■ To do ■
Each line in the entries below that holds the word "impl" belongs in the answer.

■ Records supplied ■

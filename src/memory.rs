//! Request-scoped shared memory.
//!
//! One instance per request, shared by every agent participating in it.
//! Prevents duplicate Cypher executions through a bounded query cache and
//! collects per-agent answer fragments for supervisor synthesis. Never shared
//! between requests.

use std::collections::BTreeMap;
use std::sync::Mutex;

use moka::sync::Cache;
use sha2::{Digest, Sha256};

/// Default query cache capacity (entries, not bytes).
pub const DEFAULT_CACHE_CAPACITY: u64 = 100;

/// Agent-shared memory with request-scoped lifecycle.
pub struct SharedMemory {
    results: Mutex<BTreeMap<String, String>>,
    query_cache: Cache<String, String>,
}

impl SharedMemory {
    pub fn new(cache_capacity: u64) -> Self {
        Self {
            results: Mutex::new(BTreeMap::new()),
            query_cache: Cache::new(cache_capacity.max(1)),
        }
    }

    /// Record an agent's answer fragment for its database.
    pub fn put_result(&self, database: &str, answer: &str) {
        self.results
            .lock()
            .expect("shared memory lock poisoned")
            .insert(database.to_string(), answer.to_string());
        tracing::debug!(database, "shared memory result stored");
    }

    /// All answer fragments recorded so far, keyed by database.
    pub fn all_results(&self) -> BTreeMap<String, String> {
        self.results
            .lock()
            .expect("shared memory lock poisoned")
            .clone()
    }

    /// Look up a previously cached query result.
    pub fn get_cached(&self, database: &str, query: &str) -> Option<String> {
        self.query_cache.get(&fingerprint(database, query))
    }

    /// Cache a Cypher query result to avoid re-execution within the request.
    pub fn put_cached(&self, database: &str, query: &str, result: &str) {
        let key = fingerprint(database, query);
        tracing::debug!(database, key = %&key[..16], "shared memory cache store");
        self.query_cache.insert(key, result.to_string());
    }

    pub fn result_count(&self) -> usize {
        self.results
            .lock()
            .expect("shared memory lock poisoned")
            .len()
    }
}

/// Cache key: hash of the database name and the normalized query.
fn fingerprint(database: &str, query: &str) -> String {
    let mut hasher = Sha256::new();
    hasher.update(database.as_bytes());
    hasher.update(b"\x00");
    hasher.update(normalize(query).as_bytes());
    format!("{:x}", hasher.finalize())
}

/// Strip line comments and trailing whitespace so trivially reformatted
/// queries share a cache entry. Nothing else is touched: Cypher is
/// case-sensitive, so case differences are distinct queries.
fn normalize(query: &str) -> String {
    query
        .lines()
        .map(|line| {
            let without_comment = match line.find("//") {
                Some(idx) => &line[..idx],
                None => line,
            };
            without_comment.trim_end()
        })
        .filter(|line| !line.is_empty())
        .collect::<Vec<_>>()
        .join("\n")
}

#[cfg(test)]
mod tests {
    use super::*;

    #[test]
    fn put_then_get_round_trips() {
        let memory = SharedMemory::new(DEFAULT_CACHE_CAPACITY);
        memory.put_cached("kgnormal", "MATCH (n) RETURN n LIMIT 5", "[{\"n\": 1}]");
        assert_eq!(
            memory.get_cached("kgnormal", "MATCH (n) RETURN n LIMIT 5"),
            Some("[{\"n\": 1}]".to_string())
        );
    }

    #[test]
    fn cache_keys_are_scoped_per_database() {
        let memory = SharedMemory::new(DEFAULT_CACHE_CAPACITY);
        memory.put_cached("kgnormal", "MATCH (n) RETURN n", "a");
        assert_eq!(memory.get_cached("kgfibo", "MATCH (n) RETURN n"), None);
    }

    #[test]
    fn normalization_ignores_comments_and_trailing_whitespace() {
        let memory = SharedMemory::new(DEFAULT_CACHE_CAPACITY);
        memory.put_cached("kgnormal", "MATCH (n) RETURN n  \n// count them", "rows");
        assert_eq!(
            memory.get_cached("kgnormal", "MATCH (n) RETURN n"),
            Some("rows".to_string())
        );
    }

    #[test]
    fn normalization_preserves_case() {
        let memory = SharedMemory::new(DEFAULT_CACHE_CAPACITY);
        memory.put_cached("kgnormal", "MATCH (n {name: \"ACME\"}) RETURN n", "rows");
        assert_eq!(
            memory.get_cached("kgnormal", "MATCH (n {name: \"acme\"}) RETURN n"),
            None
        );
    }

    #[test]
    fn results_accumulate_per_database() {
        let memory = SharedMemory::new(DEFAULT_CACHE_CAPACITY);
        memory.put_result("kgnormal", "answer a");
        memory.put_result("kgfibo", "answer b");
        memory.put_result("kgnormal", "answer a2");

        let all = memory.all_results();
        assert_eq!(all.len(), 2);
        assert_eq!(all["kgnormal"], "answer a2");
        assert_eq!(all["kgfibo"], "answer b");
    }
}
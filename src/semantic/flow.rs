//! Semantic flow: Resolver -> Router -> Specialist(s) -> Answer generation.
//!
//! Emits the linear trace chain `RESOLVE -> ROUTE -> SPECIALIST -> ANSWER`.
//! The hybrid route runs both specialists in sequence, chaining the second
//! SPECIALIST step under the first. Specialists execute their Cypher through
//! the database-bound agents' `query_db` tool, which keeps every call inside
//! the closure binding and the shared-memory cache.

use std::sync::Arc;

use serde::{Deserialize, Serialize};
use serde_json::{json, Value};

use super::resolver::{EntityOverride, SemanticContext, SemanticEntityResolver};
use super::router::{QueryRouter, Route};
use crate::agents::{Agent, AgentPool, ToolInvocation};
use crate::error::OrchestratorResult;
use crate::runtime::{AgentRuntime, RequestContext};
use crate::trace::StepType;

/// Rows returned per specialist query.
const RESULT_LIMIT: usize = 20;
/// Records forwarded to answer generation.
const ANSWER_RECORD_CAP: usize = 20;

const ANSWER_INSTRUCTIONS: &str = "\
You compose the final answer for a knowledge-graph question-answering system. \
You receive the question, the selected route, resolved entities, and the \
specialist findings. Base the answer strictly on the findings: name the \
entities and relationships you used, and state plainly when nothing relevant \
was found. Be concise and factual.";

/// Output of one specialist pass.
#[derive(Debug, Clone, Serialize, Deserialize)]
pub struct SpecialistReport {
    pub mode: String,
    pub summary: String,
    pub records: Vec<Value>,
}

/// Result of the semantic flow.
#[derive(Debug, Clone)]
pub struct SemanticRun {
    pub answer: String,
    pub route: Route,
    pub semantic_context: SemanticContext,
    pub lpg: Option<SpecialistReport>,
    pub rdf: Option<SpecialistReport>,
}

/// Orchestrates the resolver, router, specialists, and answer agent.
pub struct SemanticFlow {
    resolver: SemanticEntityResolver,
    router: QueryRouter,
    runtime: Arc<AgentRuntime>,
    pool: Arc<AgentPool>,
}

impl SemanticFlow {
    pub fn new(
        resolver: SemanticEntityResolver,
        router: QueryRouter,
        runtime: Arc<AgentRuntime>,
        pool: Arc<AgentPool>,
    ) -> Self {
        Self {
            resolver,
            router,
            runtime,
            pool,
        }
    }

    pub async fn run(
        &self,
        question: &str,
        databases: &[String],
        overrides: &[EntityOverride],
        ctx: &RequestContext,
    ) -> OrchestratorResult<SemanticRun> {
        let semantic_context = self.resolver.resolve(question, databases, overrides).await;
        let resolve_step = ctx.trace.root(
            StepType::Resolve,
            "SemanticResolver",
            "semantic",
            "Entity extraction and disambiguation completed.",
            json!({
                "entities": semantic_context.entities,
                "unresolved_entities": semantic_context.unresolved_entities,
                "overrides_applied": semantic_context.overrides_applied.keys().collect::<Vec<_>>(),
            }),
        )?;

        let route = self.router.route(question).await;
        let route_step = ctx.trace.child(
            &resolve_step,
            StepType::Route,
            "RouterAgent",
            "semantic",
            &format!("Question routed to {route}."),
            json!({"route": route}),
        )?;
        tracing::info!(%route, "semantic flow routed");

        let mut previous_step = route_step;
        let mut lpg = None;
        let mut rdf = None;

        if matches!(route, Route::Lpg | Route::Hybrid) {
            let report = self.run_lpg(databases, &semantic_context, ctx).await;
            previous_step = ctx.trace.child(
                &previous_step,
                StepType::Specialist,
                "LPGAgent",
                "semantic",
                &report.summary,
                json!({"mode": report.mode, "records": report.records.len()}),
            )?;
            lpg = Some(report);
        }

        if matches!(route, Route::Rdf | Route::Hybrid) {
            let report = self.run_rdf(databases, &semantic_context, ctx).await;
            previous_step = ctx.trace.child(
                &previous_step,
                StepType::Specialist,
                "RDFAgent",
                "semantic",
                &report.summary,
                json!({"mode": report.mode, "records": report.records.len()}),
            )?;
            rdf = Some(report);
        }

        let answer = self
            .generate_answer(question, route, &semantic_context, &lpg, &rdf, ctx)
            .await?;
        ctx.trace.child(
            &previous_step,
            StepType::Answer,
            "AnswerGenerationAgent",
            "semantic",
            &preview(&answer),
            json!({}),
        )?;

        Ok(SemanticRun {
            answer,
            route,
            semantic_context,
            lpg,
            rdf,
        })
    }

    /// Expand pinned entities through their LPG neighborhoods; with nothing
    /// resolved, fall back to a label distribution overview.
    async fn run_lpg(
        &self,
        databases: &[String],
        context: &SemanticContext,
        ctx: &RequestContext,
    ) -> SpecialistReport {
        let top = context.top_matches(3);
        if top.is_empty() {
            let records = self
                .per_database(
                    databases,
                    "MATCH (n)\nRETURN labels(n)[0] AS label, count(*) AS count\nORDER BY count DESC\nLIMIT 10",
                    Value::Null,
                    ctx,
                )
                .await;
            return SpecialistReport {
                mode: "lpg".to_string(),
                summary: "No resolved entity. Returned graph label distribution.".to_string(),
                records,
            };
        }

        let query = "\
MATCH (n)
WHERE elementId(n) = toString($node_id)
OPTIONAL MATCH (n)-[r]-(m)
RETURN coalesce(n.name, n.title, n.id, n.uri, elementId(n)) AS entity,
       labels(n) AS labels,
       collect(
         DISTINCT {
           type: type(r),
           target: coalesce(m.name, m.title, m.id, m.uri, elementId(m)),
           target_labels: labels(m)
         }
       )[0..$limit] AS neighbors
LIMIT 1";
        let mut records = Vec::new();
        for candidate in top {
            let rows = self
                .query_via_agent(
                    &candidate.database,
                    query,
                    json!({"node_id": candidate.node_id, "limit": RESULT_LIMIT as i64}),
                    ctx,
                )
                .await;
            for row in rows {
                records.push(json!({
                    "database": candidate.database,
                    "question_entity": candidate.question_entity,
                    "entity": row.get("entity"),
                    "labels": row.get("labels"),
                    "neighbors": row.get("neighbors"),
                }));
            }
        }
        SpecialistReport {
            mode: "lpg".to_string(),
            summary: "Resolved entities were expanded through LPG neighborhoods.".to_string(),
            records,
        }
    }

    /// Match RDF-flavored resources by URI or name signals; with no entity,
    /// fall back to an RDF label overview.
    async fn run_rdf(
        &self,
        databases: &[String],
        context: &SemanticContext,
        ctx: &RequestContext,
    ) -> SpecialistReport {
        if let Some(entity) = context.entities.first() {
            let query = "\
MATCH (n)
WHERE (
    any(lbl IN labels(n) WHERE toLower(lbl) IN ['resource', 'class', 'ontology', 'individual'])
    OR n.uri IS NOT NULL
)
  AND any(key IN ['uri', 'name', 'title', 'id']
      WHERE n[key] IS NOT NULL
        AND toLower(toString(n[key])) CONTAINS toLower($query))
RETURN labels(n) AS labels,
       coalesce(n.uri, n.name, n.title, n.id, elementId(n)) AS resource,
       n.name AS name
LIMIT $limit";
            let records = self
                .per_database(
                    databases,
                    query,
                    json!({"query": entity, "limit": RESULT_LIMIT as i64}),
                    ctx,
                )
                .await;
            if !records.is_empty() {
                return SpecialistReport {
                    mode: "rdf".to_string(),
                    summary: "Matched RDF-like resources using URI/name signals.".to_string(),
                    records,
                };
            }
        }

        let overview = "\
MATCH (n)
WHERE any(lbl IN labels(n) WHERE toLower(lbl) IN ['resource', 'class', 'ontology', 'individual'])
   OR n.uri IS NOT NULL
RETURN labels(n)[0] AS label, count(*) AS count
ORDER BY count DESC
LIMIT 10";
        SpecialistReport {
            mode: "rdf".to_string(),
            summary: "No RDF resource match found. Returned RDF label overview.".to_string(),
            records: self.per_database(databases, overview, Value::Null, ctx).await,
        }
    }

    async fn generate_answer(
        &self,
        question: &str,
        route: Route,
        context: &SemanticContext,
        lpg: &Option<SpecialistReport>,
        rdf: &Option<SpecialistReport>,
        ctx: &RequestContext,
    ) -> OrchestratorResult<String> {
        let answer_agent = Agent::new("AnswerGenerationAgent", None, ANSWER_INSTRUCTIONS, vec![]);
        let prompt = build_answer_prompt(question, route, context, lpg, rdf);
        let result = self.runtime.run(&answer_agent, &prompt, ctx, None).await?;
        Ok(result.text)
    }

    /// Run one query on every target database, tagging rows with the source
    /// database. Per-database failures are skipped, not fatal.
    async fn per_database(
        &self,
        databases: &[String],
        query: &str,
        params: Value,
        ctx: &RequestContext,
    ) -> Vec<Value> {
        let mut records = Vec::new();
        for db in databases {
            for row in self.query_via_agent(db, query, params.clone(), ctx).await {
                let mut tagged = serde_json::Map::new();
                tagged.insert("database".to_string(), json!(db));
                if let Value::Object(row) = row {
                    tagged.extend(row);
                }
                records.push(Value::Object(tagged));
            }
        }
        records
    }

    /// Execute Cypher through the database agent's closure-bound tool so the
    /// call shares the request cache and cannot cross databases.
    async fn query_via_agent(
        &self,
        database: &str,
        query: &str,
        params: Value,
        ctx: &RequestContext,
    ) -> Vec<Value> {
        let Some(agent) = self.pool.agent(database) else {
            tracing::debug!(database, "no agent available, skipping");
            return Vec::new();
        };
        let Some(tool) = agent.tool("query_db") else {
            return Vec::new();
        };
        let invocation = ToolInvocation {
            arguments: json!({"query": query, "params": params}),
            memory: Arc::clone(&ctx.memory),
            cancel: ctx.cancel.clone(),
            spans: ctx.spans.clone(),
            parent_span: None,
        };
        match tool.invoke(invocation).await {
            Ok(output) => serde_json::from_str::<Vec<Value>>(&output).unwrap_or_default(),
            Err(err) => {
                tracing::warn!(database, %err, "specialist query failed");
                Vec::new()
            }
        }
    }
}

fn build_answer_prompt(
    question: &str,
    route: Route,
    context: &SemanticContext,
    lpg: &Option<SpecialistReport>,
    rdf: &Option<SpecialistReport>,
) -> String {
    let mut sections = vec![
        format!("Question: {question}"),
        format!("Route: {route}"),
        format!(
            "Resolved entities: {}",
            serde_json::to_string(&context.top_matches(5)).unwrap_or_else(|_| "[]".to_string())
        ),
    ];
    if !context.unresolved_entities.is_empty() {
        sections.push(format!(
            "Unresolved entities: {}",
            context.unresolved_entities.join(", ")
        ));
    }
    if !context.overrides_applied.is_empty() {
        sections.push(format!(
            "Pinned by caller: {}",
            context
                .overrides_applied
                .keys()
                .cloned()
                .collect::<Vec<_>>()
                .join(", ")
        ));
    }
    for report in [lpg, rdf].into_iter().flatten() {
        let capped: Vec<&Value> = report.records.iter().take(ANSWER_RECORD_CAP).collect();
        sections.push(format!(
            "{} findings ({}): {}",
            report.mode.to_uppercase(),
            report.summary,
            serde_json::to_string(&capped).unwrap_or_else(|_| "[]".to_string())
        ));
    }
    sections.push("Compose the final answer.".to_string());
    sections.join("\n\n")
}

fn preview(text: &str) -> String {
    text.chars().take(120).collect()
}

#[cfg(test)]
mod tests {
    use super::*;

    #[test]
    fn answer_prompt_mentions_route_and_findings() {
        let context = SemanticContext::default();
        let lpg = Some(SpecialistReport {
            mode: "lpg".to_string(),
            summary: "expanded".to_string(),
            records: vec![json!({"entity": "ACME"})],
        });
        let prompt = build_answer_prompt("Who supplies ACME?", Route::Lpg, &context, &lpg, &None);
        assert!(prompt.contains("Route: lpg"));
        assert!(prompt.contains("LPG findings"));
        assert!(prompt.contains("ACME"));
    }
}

■ Exercise solution ■
impl SharedMemory {
impl SemanticFlow {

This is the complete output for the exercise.